The Kangchu system was a socio-economic system of organisation and administration developed by Chinese agricultural settlers in Johor during the 19th century. The settlers organised themselves into informal associations (similar to the Kongsi organisations found in other Chinese communities), and chose a leader from among themselves.

In Chinese, "Kangchu" (港主; Hokkien Pe̍h-ōe-jī: Káng-chú; Teochew Pe̍h-ūe-jī: Káng-tsú) literally means 'master of the riverbank', and was the title given to the Chinese headmen of these river settlements. The "Kangchu" leaders are also called "Kapitan".

The Kangchu system traces its origins from the 18th century when Chinese coolies settled in Penang and Riau and set up gambier and pepper plantations there. The sovereign rulers of Johor, Temenggong Daeng Ibrahim and his son and successor, Sultan Abu Bakar, took up the Kangchu system during the first half of the 19th century to provide a more organised form of administration as Chinese immigrants began to settle in the state in great numbers and developed the state's agricultural economy.

The term "Kangchu" became widely used during the 19th century, as Chinese immigrants began to settle in and around Johor state and set up gambier and pepper plantations. The social and economic welfare of the early Chinese settlers came under the charge of local Chinese leaders, who were responsible for running these agricultural plantations, which were situated along the river banks. In 1917, the British colonial government in Johor implemented an act which abolished the Kangchu system in the state, and the value for gambier declined during the early 20th century.

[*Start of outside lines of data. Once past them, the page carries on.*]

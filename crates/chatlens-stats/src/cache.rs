use std::collections::HashMap;
use std::sync::Arc;
use tokio::sync::RwLock;

use chatlens_types::{Room, StatisticsSnapshot, Watermark};

use crate::engine::StatisticsEngine;

/// Latest snapshot per room, valid only for the watermark it was computed at.
#[derive(Default)]
pub struct SnapshotCache {
    entries: RwLock<HashMap<String, Arc<StatisticsSnapshot>>>,
}

impl SnapshotCache {
    pub fn new() -> Self {
        Self::default()
    }

    /// Cached snapshot if it was computed at `watermark`
    pub async fn get(&self, room_id: &str, watermark: Watermark) -> Option<Arc<StatisticsSnapshot>> {
        self.entries
            .read()
            .await
            .get(room_id)
            .filter(|s| s.watermark == watermark)
            .cloned()
    }

    pub async fn insert(&self, snapshot: StatisticsSnapshot) -> Arc<StatisticsSnapshot> {
        let snapshot = Arc::new(snapshot);
        let mut entries = self.entries.write().await;
        // Never replace a newer snapshot with an older one.
        let newer_cached = entries
            .get(&snapshot.room_id)
            .is_some_and(|s| s.watermark.revision > snapshot.watermark.revision);
        if !newer_cached {
            entries.insert(snapshot.room_id.clone(), snapshot.clone());
        }
        snapshot
    }

    /// Snapshot for the room as given, computing it on a miss.
    pub async fn get_or_compute(&self, engine: &StatisticsEngine, room: &Room) -> Arc<StatisticsSnapshot> {
        if let Some(hit) = self.get(&room.id, room.watermark()).await {
            tracing::debug!(room_id = %room.id, "Snapshot cache hit");
            return hit;
        }
        self.insert(engine.compute(room)).await
    }

    pub async fn invalidate(&self, room_id: &str) {
        self.entries.write().await.remove(room_id);
    }

    pub async fn len(&self) -> usize {
        self.entries.read().await.len()
    }

    pub async fn is_empty(&self) -> bool {
        self.entries.read().await.is_empty()
    }
}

Variants of the Kangchu system thrived in other parts of Maritime Southeast Asia, where gambier and pepper were cultivated and where there were significant Chinese populations. The Kangchu and coolies who worked in the gambier and pepper plantations were mainly of Teochew origin, and were generally first- or second-generation Chinese immigrants.

==History==

===Early years===
The origins of the Kangchu system dates back to the mid-18th century, when early Chinese settlers in Penang experimented in cash crop plantations with various types of crops, including pepper, gambier, betelnut and clove. The plantations were abandoned by the late 18th-century, as Penang experienced wars from Buginese seafarers that resulted in many gambier plantations being destroyed; contributing to the decline in plantations was the growing popularity of the spice trade that reaped much greater profits. At the beginning of the 19th century, these Chinese settlers began to look south to Malacca and Singapore, where gambier and pepper plantations had also been established.

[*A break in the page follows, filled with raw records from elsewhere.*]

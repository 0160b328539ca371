// Token-level recognisers for KakaoTalk export lines.
//
// Every function takes the remaining input and returns the recognised value
// plus the unconsumed tail, or None without consuming anything.

use chrono::{NaiveDate, NaiveTime};

#[derive(Debug, Clone, Copy, PartialEq, Eq)]
enum Meridiem {
    Am,
    Pm,
}

const MERIDIEM_MARKERS: &[(&str, Meridiem)] = &[
    ("오전", Meridiem::Am),
    ("오후", Meridiem::Pm),
    ("AM", Meridiem::Am),
    ("PM", Meridiem::Pm),
    ("am", Meridiem::Am),
    ("pm", Meridiem::Pm),
];

fn take_meridiem(s: &str) -> Option<(Meridiem, &str)> {
    MERIDIEM_MARKERS
        .iter()
        .find_map(|(marker, meridiem)| s.strip_prefix(marker).map(|rest| (*meridiem, rest)))
}

/// Leading run of 1..=max ASCII digits.
fn take_digits(s: &str, max: usize) -> Option<(u32, &str)> {
    let len = s.bytes().take_while(u8::is_ascii_digit).count();
    if len == 0 || len > max {
        return None;
    }
    let value = s[..len].parse().ok()?;
    Some((value, &s[len..]))
}

fn take_year(s: &str) -> Option<(i32, &str)> {
    let len = s.bytes().take_while(u8::is_ascii_digit).count();
    if len != 4 {
        return None;
    }
    let value = s[..4].parse().ok()?;
    Some((value, &s[4..]))
}

/// `H:MM` or `HH:MM`; minutes are exactly two digits.
fn take_clock(s: &str) -> Option<(u32, u32, &str)> {
    let (hour, rest) = take_digits(s, 2)?;
    let rest = rest.strip_prefix(':')?;
    if rest.bytes().take_while(u8::is_ascii_digit).count() != 2 {
        return None;
    }
    let minute = rest[..2].parse().ok()?;
    Some((hour, minute, &rest[2..]))
}

fn twelve_hour(meridiem: Meridiem, hour: u32, minute: u32) -> Option<NaiveTime> {
    if !(1..=12).contains(&hour) {
        return None;
    }
    let hour = match (meridiem, hour) {
        (Meridiem::Am, 12) => 0,
        (Meridiem::Am, h) => h,
        (Meridiem::Pm, 12) => 12,
        (Meridiem::Pm, h) => h + 12,
    };
    NaiveTime::from_hms_opt(hour, minute, 0)
}

/// Time of day with a meridiem marker before or after the clock:
/// `오후 1:23` or `1:23 PM`. A bare `13:23` is not a time.
pub(crate) fn take_time(s: &str) -> Option<(NaiveTime, &str)> {
    let s = s.trim_start();

    if let Some((meridiem, rest)) = take_meridiem(s) {
        let (hour, minute, rest) = take_clock(rest.trim_start())?;
        return Some((twelve_hour(meridiem, hour, minute)?, rest));
    }

    let (hour, minute, rest) = take_clock(s)?;
    let (meridiem, rest) = take_meridiem(rest.trim_start())?;
    Some((twelve_hour(meridiem, hour, minute)?, rest))
}

fn korean_date(s: &str) -> Option<(i32, u32, u32, &str)> {
    let (year, rest) = take_year(s)?;
    let rest = rest.strip_prefix('년')?.trim_start();
    let (month, rest) = take_digits(rest, 2)?;
    let rest = rest.strip_prefix('월')?.trim_start();
    let (day, rest) = take_digits(rest, 2)?;
    let rest = rest.strip_prefix('일')?;
    Some((year, month, day, rest))
}

fn dotted_date(s: &str) -> Option<(i32, u32, u32, &str)> {
    let (year, rest) = take_year(s)?;
    let rest = rest.strip_prefix('.')?.trim_start();
    let (month, rest) = take_digits(rest, 2)?;
    let rest = rest.strip_prefix('.')?.trim_start();
    let (day, rest) = take_digits(rest, 2)?;
    let rest = rest.strip_prefix('.')?;
    Some((year, month, day, rest))
}

fn iso_date(s: &str) -> Option<(i32, u32, u32, &str)> {
    let (year, rest) = take_year(s)?;
    let rest = rest.strip_prefix('-')?;
    let (month, rest) = take_digits(rest, 2)?;
    let rest = rest.strip_prefix('-')?;
    let (day, rest) = take_digits(rest, 2)?;
    Some((year, month, day, rest))
}

/// Calendar date: `2024년 1월 15일`, `2024. 1. 15.` or `2024-01-15`.
pub(crate) fn take_date(s: &str) -> Option<(NaiveDate, &str)> {
    let (year, month, day, rest) = korean_date(s)
        .or_else(|| dotted_date(s))
        .or_else(|| iso_date(s))?;
    Some((NaiveDate::from_ymd_opt(year, month, day)?, rest))
}

const WEEKDAYS: &[&str] = &[
    "월요일", "화요일", "수요일", "목요일", "금요일", "토요일", "일요일",
    "Monday", "Tuesday", "Wednesday", "Thursday", "Friday", "Saturday", "Sunday",
];

/// A whole date separator line: the date, optionally followed by a weekday.
pub(crate) fn date_header(s: &str) -> Option<NaiveDate> {
    let (date, rest) = take_date(s)?;
    let rest = rest.trim();
    (rest.is_empty() || WEEKDAYS.contains(&rest)).then_some(date)
}

/// `, Author : text` following a timestamp.
pub(crate) fn take_author_and_text(s: &str) -> Option<(&str, &str)> {
    let rest = s.trim_start().strip_prefix(',')?;
    let (author, text) = rest.split_once(':')?;
    let author = author.trim();
    if author.is_empty() {
        return None;
    }
    Some((author, text.strip_prefix(' ').unwrap_or(text)))
}

#[cfg(test)]
mod tests {
    use super::*;

    fn hm(h: u32, m: u32) -> NaiveTime {
        NaiveTime::from_hms_opt(h, m, 0).unwrap()
    }

    #[test]
    fn test_korean_meridiem() {
        assert_eq!(take_time("오후 1:23").unwrap().0, hm(13, 23));
        assert_eq!(take_time("오전 12:05").unwrap().0, hm(0, 5));
        assert_eq!(take_time("오후 12:30").unwrap().0, hm(12, 30));
        assert_eq!(take_time("오전 9:00, rest").unwrap().1, ", rest");
    }

    #[test]
    fn test_trailing_meridiem() {
        assert_eq!(take_time("1:23 PM] hi").unwrap(), (hm(13, 23), "] hi"));
    }

    #[test]
    fn test_time_requires_meridiem() {
        assert!(take_time("13:23, Bob").is_none());
        assert!(take_time("10:30, 장소 : 3층").is_none());
    }

    #[test]
    fn test_rejects_out_of_range() {
        assert!(take_time("오후 13:00").is_none());
        assert!(take_time("오전 0:10").is_none());
        assert!(take_time("25:00").is_none());
        assert!(take_time("9:5").is_none());
        assert!(take_time("9:555").is_none());
    }

    #[test]
    fn test_dates() {
        let expected = NaiveDate::from_ymd_opt(2024, 1, 15).unwrap();
        assert_eq!(take_date("2024년 1월 15일 월요일").unwrap(), (expected, " 월요일"));
        assert_eq!(take_date("2024. 1. 15. 오후").unwrap().0, expected);
        assert_eq!(take_date("2024-01-15 13:00").unwrap().0, expected);
        assert!(take_date("2024년 13월 1일").is_none());
        assert!(take_date("24년 1월 1일").is_none());
    }

    #[test]
    fn test_date_header_allows_only_weekday_after_date() {
        let expected = NaiveDate::from_ymd_opt(2024, 6, 30).unwrap();
        assert_eq!(date_header("2024년 6월 30일 일요일"), Some(expected));
        assert_eq!(date_header("2024-06-30"), Some(expected));
        assert_eq!(date_header("2024-06-30 Sunday"), Some(expected));
        assert_eq!(date_header("2024-06-30 배포 예정"), None);
        assert_eq!(date_header("2024년 6월 30일까지 제출"), None);
    }

    #[test]
    fn test_author_and_text() {
        assert_eq!(take_author_and_text(", Alice : hi: there"), Some(("Alice", "hi: there")));
        assert_eq!(take_author_and_text(", : orphan"), None);
        assert_eq!(take_author_and_text(" Alice : no comma"), None);
    }
}
//! REST server for chatlens.

pub mod config;
pub mod error;
pub mod middleware;
pub mod openapi;
pub mod routes;
pub mod state;

use axum::{
    extract::DefaultBodyLimit,
    http::{HeaderValue, Method},
    middleware as axum_middleware,
    routing::{get, post},
    Json, Router,
};
use std::sync::Arc;
use std::time::Duration;
use tower_http::{
    compression::CompressionLayer,
    cors::{AllowOrigin, Any, CorsLayer},
    timeout::TimeoutLayer,
    trace::TraceLayer,
};
use utoipa::OpenApi;

use crate::config::Config;
use crate::middleware::logging;
use crate::openapi::ApiDoc;
use crate::routes::{analyze, export, health, rooms, settings, upload, validate_key, visualization};
use crate::state::AppState;

/// Room for multipart boundaries and the non-file fields
const MULTIPART_OVERHEAD: usize = 64 * 1024;

pub fn build_router(state: Arc<AppState>) -> Router {
    let upload_limit = state.config.server.max_upload_bytes.saturating_add(MULTIPART_OVERHEAD);

    let api_routes = Router::new()
        // Upload
        .route(
            "/upload",
            post(upload::upload).layer(DefaultBodyLimit::max(upload_limit)),
        )
        // Rooms
        .route("/rooms", get(rooms::list_rooms))
        .route("/rooms/:room_id", get(rooms::get_room).delete(rooms::delete_room))
        .route("/rooms/:room_id/messages", get(rooms::search_messages))
        .route("/rooms/:room_id/analyses", get(rooms::list_analyses))
        // Analysis
        .route("/analyze", post(analyze::analyze))
        .route(
            "/analyze/:request_id",
            get(analyze::get_analysis).delete(analyze::cancel_analysis),
        )
        // Statistics
        .route("/visualization/:room_id", get(visualization::visualization))
        // Export
        .route("/export", get(export::export_all))
        .route(
            "/export/:room_id",
            get(export::export_room).post(export::export_room),
        )
        .route("/exports/:export_id", get(export::download_export))
        // Settings
        .route("/settings", get(settings::get_settings).post(settings::save_settings))
        .route("/validate-key", post(validate_key::validate_key))
        // Docs
        .route("/openapi.json", get(|| async { Json(ApiDoc::openapi()) }));

    let timeout = Duration::from_secs(state.config.server.request_timeout_secs.max(1));

    Router::new()
        .route("/health", get(health::health_check))
        .nest("/api", api_routes)
        .layer(axum_middleware::from_fn(logging::log_request))
        .layer(TimeoutLayer::new(timeout))
        .layer(CompressionLayer::new())
        .layer(build_cors_layer(&state.config))
        .layer(TraceLayer::new_for_http())
        .with_state(state)
}

fn build_cors_layer(config: &Config) -> CorsLayer {
    if !config.cors.enabled {
        return CorsLayer::new();
    }

    let cors = CorsLayer::new()
        .allow_methods([Method::GET, Method::POST, Method::DELETE, Method::OPTIONS])
        .allow_headers(Any);

    if config.cors.origins.iter().any(|o| o == "*") {
        cors.allow_origin(Any)
    } else {
        let origins: Vec<HeaderValue> = config
            .cors
            .origins
            .iter()
            .filter_map(|origin| match origin.parse::<HeaderValue>() {
                Ok(value) => Some(value),
                Err(_) => {
                    tracing::warn!(origin = %origin, "Ignoring invalid CORS origin");
                    None
                }
            })
            .collect();
        cors.allow_origin(AllowOrigin::list(origins))
    }
}
use axum::{extract::State, Json};
use serde::{Deserialize, Serialize};
use std::sync::Arc;
use utoipa::ToSchema;

use chatlens::llm::{ClientFactory, OpenAIConfig, ProviderConfig};
use chatlens::LlmError;

use crate::{error::ApiResult, state::AppState};

const KEY_PREFIX: &str = "sk-";
const VALIDATE_TIMEOUT_SECS: u64 = 10;

#[derive(Debug, Deserialize, ToSchema)]
#[serde(rename_all = "camelCase")]
pub struct ValidateKeyRequest {
    pub api_key: String,
}

#[derive(Debug, Serialize, ToSchema)]
pub struct ValidateKeyResponse {
    pub valid: bool,
}

/// Check an OpenAI API key
///
/// Keys without the `sk-` prefix are rejected without a provider call.
/// Network failures surface as errors rather than `valid: false`.
#[utoipa::path(
    post,
    path = "/api/validate-key",
    request_body = ValidateKeyRequest,
    responses(
        (status = 200, description = "Validation result", body = ValidateKeyResponse),
        (status = 502, description = "Provider unreachable")
    ),
    tag = "settings"
)]
pub async fn validate_key(
    State(state): State<Arc<AppState>>,
    Json(req): Json<ValidateKeyRequest>,
) -> ApiResult<Json<ValidateKeyResponse>> {
    let key = req.api_key.trim();
    if !key.starts_with(KEY_PREFIX) {
        return Ok(Json(ValidateKeyResponse { valid: false }));
    }

    let mut openai = OpenAIConfig::new(key).with_timeout_secs(VALIDATE_TIMEOUT_SECS);
    if let Some(base_url) = &state.config.llm.base_url {
        openai = openai.with_base_url(base_url.clone());
    }
    let client = ClientFactory::create_chat_client(ProviderConfig::OpenAI(openai))?;

    let valid = match client.validate_key().await {
        Ok(()) => true,
        Err(LlmError::Auth(_)) => false,
        Err(e) => return Err(e.into()),
    };

    tracing::info!(valid, "API key validated");
    Ok(Json(ValidateKeyResponse { valid }))
}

In the late 1820s, Chinese settlers from Singapore also began to look towards Johor for gambier and pepper cultivation at the encouragement of Temenggong Abdul Rahman and his successor, Daeng Ibrahim. As more Chinese settlers established gambier and pepper plantations in Johor during the 1840s, Temenggong Daeng Ibrahim formed a bureaucracy made up of Malay officials to oversee administrative affairs upon the Kangchu. He began issuing official permits, known as Surat Sungai (transliterated as "river documents") in Malay, to the Kangchu (leaders of the settlers) which permitted them to establish these plantations along the river banks. In turn, the Kangchu were required to pay taxes from the profits generated by the gambier and pepper farms and the Surat Sungai, which had to be renewed after a specified period of time.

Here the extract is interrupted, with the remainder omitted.